Il y avait simplement, face à face, un Homme et un Gruull qui se communiquaient avec le minimum d’arrière-pensées des informations capitales. Cet échange dura plusieurs heures. Il serait vain de vouloir le retranscrire dans son intégralité, avec ses hésitations, ses retours en arrière, ses redites. Un abrégé, le plus clair possible cependant, saura mieux en faire ressortir les points essentiels…

« Pourquoi les Hommes nous livrent-ils cette guerre sans merci ? » avait dit le Gruull.

— Ce sont les Gruulls qui ont attaqué l’humanité en premier lieu, avec une sauvagerie incroyable, en détruisant toute vie humaine sur leur passage, répliqua l’Homme.

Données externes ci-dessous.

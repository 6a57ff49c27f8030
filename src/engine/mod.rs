mod availability;
mod catalog;
mod conflict;
mod error;
mod ids;
mod mutations;
mod queries;

pub use availability::free_slots;
pub use catalog::SlotCatalog;
pub use conflict::{find_conflict, has_conflict};
pub use error::BookingError;
pub use ids::IdAllocator;
pub use mutations::Occurrence;
pub use queries::ReservationQueryService;

use std::sync::Arc;

use crate::auth::SharedSecret;
use crate::store::ReservationStore;

/// Calendar dates are stored and compared as `YYYY-MM-DD`.
pub const DATE_FORMAT: &str = "%Y-%m-%d";

/// Creates and deletes reservations.
///
/// Every call runs read → check → write against the store with no
/// locking in between. Two concurrent creates for the same slot can both
/// pass the conflict check; callers that need stronger guarantees must
/// serialize their writes. Ids are reserved in process, so such rows
/// still get distinct ids.
pub struct BookingEngine {
    store: Arc<dyn ReservationStore>,
    queries: ReservationQueryService,
    secret: SharedSecret,
    ids: IdAllocator,
}

impl BookingEngine {
    pub fn new(
        store: Arc<dyn ReservationStore>,
        catalog: Arc<SlotCatalog>,
        secret: SharedSecret,
    ) -> Self {
        Self {
            queries: ReservationQueryService::new(store.clone(), catalog),
            store,
            secret,
            ids: IdAllocator::new(),
        }
    }

    pub fn queries(&self) -> &ReservationQueryService {
        &self.queries
    }

    fn authorize(&self, supplied: &str) -> Result<(), BookingError> {
        if self.secret.verify(supplied) {
            Ok(())
        } else {
            metrics::counter!(crate::observability::AUTH_FAILURES_TOTAL).increment(1);
            Err(BookingError::Unauthorized)
        }
    }
}
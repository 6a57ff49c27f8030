use std::sync::Arc;

use axum::extract::rejection::JsonRejection;
use axum::extract::{Query, State};
use axum::http::StatusCode;
use axum::response::{IntoResponse, Response};
use axum::routing::get;
use axum::{Json, Router};
use chrono::NaiveDate;
use serde::{Deserialize, Serialize};
use serde_json::{json, Value};
use tracing::{debug, error};

use crate::engine::{BookingEngine, BookingError, Occurrence, DATE_FORMAT};
use crate::model::{BookingRequest, DeleteCriteria, Reservation};

/// Routes for the booking form and the schedule display.
pub fn router(engine: Arc<BookingEngine>) -> Router {
    Router::new()
        .route("/health", get(health))
        .route(
            "/api/reservations",
            get(list_handler).post(create_handler).delete(delete_handler),
        )
        .with_state(engine)
}

async fn health() -> &'static str {
    "ok"
}

// ── Errors ───────────────────────────────────────────────

/// Failure body: `{ success: false, errorKind, message }`.
pub struct ApiError(BookingError);

impl From<BookingError> for ApiError {
    fn from(e: BookingError) -> Self {
        ApiError(e)
    }
}

impl From<crate::store::StoreError> for ApiError {
    fn from(e: crate::store::StoreError) -> Self {
        ApiError(e.into())
    }
}

impl From<JsonRejection> for ApiError {
    fn from(e: JsonRejection) -> Self {
        ApiError(BookingError::Validation(e.body_text()))
    }
}

fn status_for(e: &BookingError) -> StatusCode {
    match e {
        BookingError::Validation(_) => StatusCode::BAD_REQUEST,
        BookingError::Unauthorized => StatusCode::UNAUTHORIZED,
        BookingError::NotFound => StatusCode::NOT_FOUND,
        BookingError::Conflict(_) => StatusCode::CONFLICT,
        BookingError::Store(_) => StatusCode::BAD_GATEWAY,
    }
}

fn failure_body(e: &BookingError) -> Value {
    let mut body = json!({
        "success": false,
        "errorKind": e.kind(),
        "message": e.to_string(),
    });
    if let BookingError::Conflict(existing) = e {
        body["conflict"] = json!(existing);
    }
    body
}

impl IntoResponse for ApiError {
    fn into_response(self) -> Response {
        let status = status_for(&self.0);
        if status.is_server_error() {
            error!("request failed: {}", self.0);
        } else {
            debug!("request rejected: {}", self.0);
        }
        (status, Json(failure_body(&self.0))).into_response()
    }
}

fn bad_request(message: impl Into<String>) -> ApiError {
    ApiError(BookingError::Validation(message.into()))
}

// ── Queries ──────────────────────────────────────────────

#[derive(Debug, Default, Deserialize)]
pub struct ListQuery {
    pub mode: Option<String>,
    pub room: Option<String>,
    pub date: Option<String>,
    pub from: Option<String>,
    pub to: Option<String>,
}

fn required<'a>(value: &'a Option<String>, name: &str, mode: &str) -> Result<&'a str, ApiError> {
    value
        .as_deref()
        .map(str::trim)
        .filter(|v| !v.is_empty())
        .ok_or_else(|| bad_request(format!("{name} is required for {mode}")))
}

fn query_date(value: &str, name: &str) -> Result<NaiveDate, ApiError> {
    NaiveDate::parse_from_str(value, DATE_FORMAT)
        .map_err(|_| bad_request(format!("{name} {value:?} is not YYYY-MM-DD")))
}

async fn list_handler(
    State(engine): State<Arc<BookingEngine>>,
    Query(q): Query<ListQuery>,
) -> Result<Json<Value>, ApiError> {
    let queries = engine.queries();
    let has = |v: &Option<String>| v.as_deref().is_some_and(|s| !s.trim().is_empty());

    let mode = match q.mode.as_deref().map(str::trim) {
        Some("") | None if has(&q.room) && has(&q.from) => "range",
        Some("") | None if has(&q.room) && has(&q.date) => "schedule",
        Some("") | None if has(&q.room) => "room",
        Some("") | None => "all",
        Some(mode) => mode,
    };

    let body = match mode {
        "rooms" => json!({ "rooms": queries.list_rooms() }),
        "slots" => json!({ "slots": queries.list_slots() }),
        "available" => {
            let room = required(&q.room, "room", mode)?;
            let date = required(&q.date, "date", mode)?;
            json!({ "slots": queries.available_slots(room, date).await? })
        }
        "schedule" => {
            let room = required(&q.room, "room", mode)?;
            let date = required(&q.date, "date", mode)?;
            json!({ "reservations": queries.list_by_room_and_date(room, date).await? })
        }
        "range" => {
            let room = required(&q.room, "room", mode)?;
            let from = query_date(required(&q.from, "from", mode)?, "from")?;
            let to = query_date(required(&q.to, "to", mode)?, "to")?;
            json!({ "reservations": queries.list_by_room_between(room, from, to).await? })
        }
        "room" => {
            let room = required(&q.room, "room", mode)?;
            json!({ "reservations": queries.list_by_room(room).await? })
        }
        "all" => json!({ "reservations": queries.list_all().await? }),
        other => return Err(bad_request(format!("unknown mode {other:?}"))),
    };
    metrics::counter!(crate::observability::QUERIES_TOTAL, "mode" => mode.to_string()).increment(1);
    Ok(Json(body))
}

// ── Mutations ────────────────────────────────────────────

#[derive(Debug, Deserialize)]
#[serde(rename_all = "camelCase")]
pub struct CreateBody {
    #[serde(flatten)]
    pub request: BookingRequest,
    pub repeat_weeks: Option<u32>,
}

#[derive(Serialize)]
#[serde(rename_all = "camelCase")]
struct OccurrenceReport<'a> {
    date: &'a str,
    success: bool,
    summary: String,
    #[serde(skip_serializing_if = "Option::is_none")]
    reservation: Option<&'a Reservation>,
    #[serde(skip_serializing_if = "Option::is_none")]
    error_kind: Option<&'static str>,
}

impl<'a> From<&'a Occurrence> for OccurrenceReport<'a> {
    fn from(o: &'a Occurrence) -> Self {
        Self {
            date: &o.date,
            success: o.is_created(),
            summary: o.summary(),
            reservation: o.outcome.as_ref().ok(),
            error_kind: o.outcome.as_ref().err().map(BookingError::kind),
        }
    }
}

async fn create_handler(
    State(engine): State<Arc<BookingEngine>>,
    body: Result<Json<CreateBody>, JsonRejection>,
) -> Result<Json<Value>, ApiError> {
    let Json(body) = body?;
    match body.repeat_weeks {
        Some(weeks) => {
            let report = engine.create_repeating(&body.request, weeks).await?;
            let created = report.iter().filter(|o| o.is_created()).count();
            let results: Vec<OccurrenceReport> = report.iter().map(Into::into).collect();
            Ok(Json(json!({
                "success": created > 0,
                "created": created,
                "results": results,
            })))
        }
        None => {
            let reservation = engine.create(&body.request).await?;
            Ok(Json(json!({ "success": true, "reservation": reservation })))
        }
    }
}

async fn delete_handler(
    State(engine): State<Arc<BookingEngine>>,
    body: Result<Json<DeleteCriteria>, JsonRejection>,
) -> Result<Json<Value>, ApiError> {
    let Json(criteria) = body?;
    let removed = engine.delete(&criteria).await?;
    Ok(Json(json!({ "success": true, "reservation": removed })))
}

Et l’Homme raconta ce qu’il connaissait de la guerre contre les Gruulls, vingt années de conflit qui, à cause de la barrière de la lumière, ne pouvaient, selon ses propres connaissances, embrasser matériellement qu’un diamètre globulaire de vingt années-lumière.

— Pourquoi faites-vous cela ? dit l’Homme pour conclure. Qui êtes-vous ? D’où venez-vous ?

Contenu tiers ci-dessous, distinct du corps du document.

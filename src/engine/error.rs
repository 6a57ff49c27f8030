use crate::model::Reservation;
use crate::store::StoreError;

#[derive(Debug)]
pub enum BookingError {
    /// Malformed or missing input; the caller must correct it.
    Validation(String),
    /// The shared secret did not match.
    Unauthorized,
    /// The requested range overlaps this existing reservation.
    Conflict(Box<Reservation>),
    NotFound,
    Store(StoreError),
}

impl BookingError {
    /// Stable name reported to callers as `errorKind`.
    pub fn kind(&self) -> &'static str {
        match self {
            BookingError::Validation(_) => "ValidationError",
            BookingError::Unauthorized => "AuthError",
            BookingError::Conflict(_) => "ConflictError",
            BookingError::NotFound => "NotFoundError",
            BookingError::Store(_) => "StoreError",
        }
    }

    /// Short label for per-occurrence reports.
    pub fn short_label(&self) -> &'static str {
        match self {
            BookingError::Validation(_) => "invalid",
            BookingError::Unauthorized => "access denied",
            BookingError::Conflict(_) => "conflict",
            BookingError::NotFound => "not found",
            BookingError::Store(_) => "store error",
        }
    }

    /// True only for store failures that happened before anything was
    /// written. Anything else must be re-queried before a retry.
    pub fn is_retry_safe(&self) -> bool {
        matches!(self, BookingError::Store(e) if !e.op.is_write())
    }
}

impl std::fmt::Display for BookingError {
    fn fmt(&self, f: &mut std::fmt::Formatter<'_>) -> std::fmt::Result {
        match self {
            BookingError::Validation(msg) => write!(f, "invalid request: {msg}"),
            BookingError::Unauthorized => write!(f, "access denied: secret does not match"),
            BookingError::Conflict(r) => {
                match r.id {
                    Some(id) => write!(f, "conflicts with reservation {id}")?,
                    None => write!(f, "conflicts with an existing reservation")?,
                }
                write!(f, " ({}-{} by {})", r.start, r.end, r.reserved_by)
            }
            BookingError::NotFound => write!(f, "no matching reservation"),
            BookingError::Store(e) => write!(f, "{e}"),
        }
    }
}

impl std::error::Error for BookingError {
    fn source(&self) -> Option<&(dyn std::error::Error + 'static)> {
        match self {
            BookingError::Store(e) => Some(e),
            _ => None,
        }
    }
}

impl From<StoreError> for BookingError {
    fn from(e: StoreError) -> Self {
        BookingError::Store(e)
    }
}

Avant de donner la « parole » au Gruull, il est intéressant de noter que le message télépathique reçu par l’Homme comportait bien le terme « Gruull » pour désigner les ennemis ; ceux-ci devaient en propre se nommer autrement ; mais le cerveau de l’Homme ne pouvait décoder le nom spéci­fique que selon une terminologie humaine.

— Le peuple gruull, pensait son interlocuteur, vient de la galaxie… (Ici, un terme intranscriptible.) Cette galaxie est située environ à sept millions d’années-lumière de la vôtre. Nous avons fait un long voyage. Nous errons de monde en monde depuis cinq mille de vos années. Nous cherchons un monde hospitalier qui puisse nous permettre de vivre de nouveau une vie stable et ordonnée…

— Pourquoi avez-vous fui votre monde d’origine ?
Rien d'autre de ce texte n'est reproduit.